Isn't this all just a question of scale though? Do you really think there is no circular curved surface which would cause a gap between the taught string and the interim poles?
No, it isn't a question of scale.
The problem is that the string would sag, with that sag being more than the drop due to curvature.
The other important point is that it would not cause a gap between the string and poles. Instead the top of the poles would be above the string.
In order to compensate for the sag, you need to know the material properties of the string, primarily its linear density, and want that to be as constant as possible.
You then need to know exactly what the tension is.
Ditching all bar the end and middle poles, you have a 100 m span for the string to sag in and for the curvature to cause a drop.
The drop due to curvature over such a distance is relatively easy to calculate. As an approximation, h=d^2/(2*R).
So for a distance of 100 m (from the middle pole to the edge) you would expect a drop of ~0.8 mm.
This is tiny.
Conversely, the string would follow a catenary curve. This can be described as y=a*(cosh(x/a)-1).
Where a=T/(lambda*g), where T is the tension in the string and lambda is the linear density.
We can further simply this by noting lambda = rho*A, where A is the cross sectional area, and we can convert T into a stress (pressure) by noting T=sigma*A.
This means we can simply as a=(sigma*A)/(rho*A*g) = sigma/(rho*g).
And the key property here would be the tensile strength divided by density.

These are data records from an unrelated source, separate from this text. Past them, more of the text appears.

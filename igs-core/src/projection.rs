/// 3D camera and projection
use std::fmt;
use std::str::FromStr;

use log::debug;
use nalgebra::{Matrix4, Point2, Point3, Vector3};

use crate::config::ViewConfig;
use crate::error::{Error, Result};
use crate::geometry::{Segment2, Segment3};
use crate::transform::{AxisAngles, Transform};

const EPSILON: f64 = 1e-10;

/// Projection mode for rendering
#[derive(Debug, Clone, Copy, PartialEq, Eq, Default)]
pub enum ProjectionMode {
    #[default]
    Parallel,
    Perspective,
}

impl ProjectionMode {
    pub fn label(self) -> &'static str {
        match self {
            ProjectionMode::Parallel => "parallel",
            ProjectionMode::Perspective => "perspective",
        }
    }

    pub fn toggled(self) -> Self {
        match self {
            ProjectionMode::Parallel => ProjectionMode::Perspective,
            ProjectionMode::Perspective => ProjectionMode::Parallel,
        }
    }
}

impl fmt::Display for ProjectionMode {
    fn fmt(&self, f: &mut fmt::Formatter<'_>) -> fmt::Result {
        f.write_str(self.label())
    }
}

impl FromStr for ProjectionMode {
    type Err = Error;

    fn from_str(s: &str) -> Result<Self> {
        match s.to_ascii_lowercase().as_str() {
            "parallel" => Ok(ProjectionMode::Parallel),
            "perspective" => Ok(ProjectionMode::Perspective),
            _ => Err(Error::UnknownProjection(s.to_string())),
        }
    }
}

/// Extract `(pitch, yaw, roll)` in radians from a view-plane normal and view-up.
///
/// The camera orientation is `Ry(yaw) * Rx(pitch) * Rz(roll)` applied to the
/// canonical frame (VPN = +Z, VUP = +Y). Looking straight up or down leaves
/// yaw undefined, so it is reported as 0 and the heading ends up in roll.
/// A VUP parallel to VPN has no usable projection and yields roll 0.
pub fn orientation_angles(vpn: &Vector3<f64>, vup: &Vector3<f64>) -> (f64, f64, f64) {
    let pitch = (-vpn.y).clamp(-1.0, 1.0).asin();

    let yaw = if vpn.x.abs() < EPSILON && vpn.z.abs() < EPSILON {
        0.0
    } else {
        vpn.x.atan2(vpn.z)
    };

    let projected = vup - vpn * vup.dot(vpn);
    let roll = if projected.norm() < EPSILON {
        0.0
    } else {
        let (sin_yaw, cos_yaw) = yaw.sin_cos();
        let (sin_pitch, cos_pitch) = pitch.sin_cos();
        let right = Vector3::new(cos_yaw, 0.0, -sin_yaw);
        let up = Vector3::new(sin_yaw * sin_pitch, cos_pitch, cos_yaw * sin_pitch);
        (-projected.dot(&right)).atan2(projected.dot(&up))
    };

    (pitch, yaw, roll)
}

fn unit(v: &Vector3<f64>, name: &'static str) -> Result<Vector3<f64>> {
    let norm = v.norm();
    if !norm.is_finite() || norm < EPSILON {
        return Err(Error::DegenerateVector { name });
    }
    Ok(v / norm)
}

/// Camera state for the 3D viewing pipeline.
///
/// View space has its origin at the view-reference point, +Y along the view-up
/// vector and +Z along the view-plane normal, so the camera looks down -Z.
/// Depth is measured in front of the view plane (`-z`).
#[derive(Debug, Clone, PartialEq)]
pub struct Camera {
    pub vrp: Point3<f64>,
    pub vpn: Vector3<f64>,
    pub vup: Vector3<f64>,
    pub focal_distance: f64,
    pub near: f64,
    pub far: f64,
    pub mode: ProjectionMode,
    view_matrix: Matrix4<f64>,
    projection_matrix: Matrix4<f64>,
}

impl Camera {
    pub fn new(vrp: Point3<f64>, vpn: Vector3<f64>, vup: Vector3<f64>) -> Result<Self> {
        let defaults = ViewConfig::default();
        Self::with_planes(vrp, vpn, vup, defaults.focal_distance, defaults.near, defaults.far)
    }

    pub fn with_planes(
        vrp: Point3<f64>,
        vpn: Vector3<f64>,
        vup: Vector3<f64>,
        focal_distance: f64,
        near: f64,
        far: f64,
    ) -> Result<Self> {
        let mut camera = Self {
            vrp,
            vpn,
            vup,
            focal_distance,
            near,
            far,
            mode: ProjectionMode::default(),
            view_matrix: Matrix4::identity(),
            projection_matrix: Matrix4::identity(),
        };
        camera.recompute()?;
        Ok(camera)
    }

    pub fn from_config(config: &ViewConfig) -> Result<Self> {
        let mut camera = Self::with_planes(
            config.vrp,
            config.vpn,
            config.vup,
            config.focal_distance,
            config.near,
            config.far,
        )?;
        camera.mode = config.projection;
        camera.recompute()?;
        Ok(camera)
    }

    /// World to view space
    pub fn view_matrix(&self) -> &Matrix4<f64> {
        &self.view_matrix
    }

    /// World to projected view space, before the homogeneous divide
    pub fn projection_matrix(&self) -> &Matrix4<f64> {
        &self.projection_matrix
    }

    /// Orthonormal `(right, up, vpn)` basis of the camera
    pub fn basis(&self) -> Result<(Vector3<f64>, Vector3<f64>, Vector3<f64>)> {
        let vpn = unit(&self.vpn, "view-plane normal")?;
        let vup = unit(&self.vup, "view-up")?;
        let right = vup.cross(&vpn);
        if right.norm() < EPSILON {
            return Err(Error::ParallelViewVectors);
        }
        let right = right.normalize();
        let up = vpn.cross(&right).normalize();
        Ok((right, up, vpn))
    }

    /// Rebuild the view and projection matrices from the current state.
    pub fn recompute(&mut self) -> Result<()> {
        self.vpn = unit(&self.vpn, "view-plane normal")?;
        self.vup = unit(&self.vup, "view-up")?;
        if self.vup.cross(&self.vpn).norm() < EPSILON {
            return Err(Error::ParallelViewVectors);
        }
        if !self.focal_distance.is_finite() || self.focal_distance <= 0.0 {
            return Err(Error::InvalidFocalDistance {
                distance: self.focal_distance,
            });
        }

        let (pitch, yaw, roll) = orientation_angles(&self.vpn, &self.vup);
        let align = Transform::rotation_z(-roll.to_degrees())
            * Transform::rotation_x(-pitch.to_degrees())
            * Transform::rotation_y(-yaw.to_degrees());
        self.view_matrix = align * Transform::translation(-self.vrp.x, -self.vrp.y, -self.vrp.z);

        self.projection_matrix = match self.mode {
            ProjectionMode::Parallel => self.view_matrix,
            ProjectionMode::Perspective => Transform::perspective(self.focal_distance) * self.view_matrix,
        };

        debug!(
            "camera recomputed: vrp={:?} pitch={:.3} yaw={:.3} roll={:.3} mode={}",
            self.vrp, pitch, yaw, roll, self.mode
        );
        Ok(())
    }

    /// Move the view-reference point by a displacement in camera-local axes
    pub fn translate(&mut self, dx: f64, dy: f64, dz: f64) -> Result<()> {
        let (right, up, vpn) = self.basis()?;
        let mut next = self.clone();
        next.vrp += right * dx + up * dy + vpn * dz;
        next.recompute()?;
        *self = next;
        Ok(())
    }

    /// Rotate VPN and VUP about the world X, then Y, then Z axes (degrees)
    pub fn rotate(&mut self, angles: &AxisAngles) -> Result<()> {
        let mut next = self.clone();
        let steps = [
            (angles.x, Transform::rotation_x as fn(f64) -> Matrix4<f64>),
            (angles.y, Transform::rotation_y),
            (angles.z, Transform::rotation_z),
        ];
        for (angle, rotation) in steps {
            if angle == 0.0 {
                continue;
            }
            let matrix = rotation(angle);
            next.vpn = matrix.transform_vector(&next.vpn);
            next.vup = matrix.transform_vector(&next.vup);
        }
        // recompute re-normalizes both vectors
        next.recompute()?;
        *self = next;
        Ok(())
    }

    pub fn set_mode(&mut self, mode: ProjectionMode) -> Result<()> {
        let mut next = self.clone();
        next.mode = mode;
        next.recompute()?;
        *self = next;
        Ok(())
    }

    pub fn set_focal_distance(&mut self, focal_distance: f64) -> Result<()> {
        let mut next = self.clone();
        next.focal_distance = focal_distance;
        next.recompute()?;
        *self = next;
        Ok(())
    }

    /// Depth of `point` in front of the view plane
    pub fn depth(&self, point: &Point3<f64>) -> f64 {
        -(self.view_matrix * point.to_homogeneous()).z
    }

    /// Project a world point into 2D view space.
    ///
    /// Returns `None` when the point lies outside the `[near, far]` depth slab
    /// or behind the perspective center of projection.
    pub fn project(&self, point: &Point3<f64>) -> Option<Point2<f64>> {
        let depth = self.depth(point);
        if depth < self.near || depth > self.far {
            return None;
        }

        let projected = self.projection_matrix * point.to_homogeneous();
        if projected.w <= EPSILON {
            return None;
        }
        Some(Point2::new(projected.x / projected.w, projected.y / projected.w))
    }

    /// Project both endpoints; a segment with either endpoint culled is dropped.
    pub fn project_segment(&self, segment: &Segment3) -> Option<Segment2> {
        Some(Segment2::new(
            self.project(&segment.start)?,
            self.project(&segment.end)?,
        ))
    }
}

impl Default for Camera {
    fn default() -> Self {
        let config = ViewConfig::default();
        Self {
            vrp: config.vrp,
            vpn: config.vpn,
            vup: config.vup,
            focal_distance: config.focal_distance,
            near: config.near,
            far: config.far,
            mode: config.projection,
            view_matrix: Matrix4::identity(),
            projection_matrix: Matrix4::identity(),
        }
    }
}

As the tensile strength is the maximum value of sigma you can use without breaking the string.
This is know as the specific strength.
For nylon, the value is roughly 70 kN m / kg, giving a drop of 0.7 m over this distance.
But you wouldn't actually want it at breaking point. If we leave plenty of margin and only have the string at 50% of its breaking point, it would give a drop of 1.4 m.
This is important due to the control of the tension.
If that tension is off by just 0.1%, then the drop will change by 1.4 mm.
That is almost 2 times the drop you are trying to measure.
Switching to a stainless steel wire isn't any better due to its much larger density.
To have any hope you would need something like zylon.
That has a specific strength of ~3800. That would give a drop (assuming loaded to 50% of breaking stress) of 25 mm. Which is still over 30 times the drop due to curvature.
Also, with this, if you had a string that was just 1 mm in diameter, this would require a force equivalent to ~ 800 kg. And you would need to make sure that massive force does not cause any deviation of the pole. That means it cannot compress the pole, nor can it bend it, bury into the ground, or put it out of perfect vertical alignment.
Which will be quite difficult to do considering you are trying to find a drop of 0.8 mm.
It is simply not pratical.